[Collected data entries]

//! Pluggable memory operator for codec engines.

/// Allocation capability injected into engines and sessions.
///
/// Buffers handed out by `allocate` are zero-filled and exactly `len` bytes
/// long. Whatever is allocated should be handed back through `release` once
/// the owner is done with it.
pub trait MemoryOperator: Send + Sync {
    fn allocate(&self, len: usize) -> Vec<u8>;

    fn release(&self, buffer: Vec<u8>) {
        drop(buffer);
    }
}

/// Default operator backed by the global allocator.
#[derive(Debug, Default, Clone, Copy)]
pub struct SystemMemory;

impl MemoryOperator for SystemMemory {
    fn allocate(&self, len: usize) -> Vec<u8> {
        vec![0u8; len]
    }
}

**What the task asks**
Beginning at the line above with "fn release(&self, buffer: Vec<u8>)" and finishing at the line with "impl MemoryOperator for", return each line exactly and return nothing else.

**Expected output**
    fn release(&self, buffer: Vec<u8>) {
        drop(buffer);
    }
}

/// Default operator backed by the global allocator.
#[derive(Debug, Default, Clone, Copy)]
pub struct SystemMemory;

impl MemoryOperator for SystemMemory {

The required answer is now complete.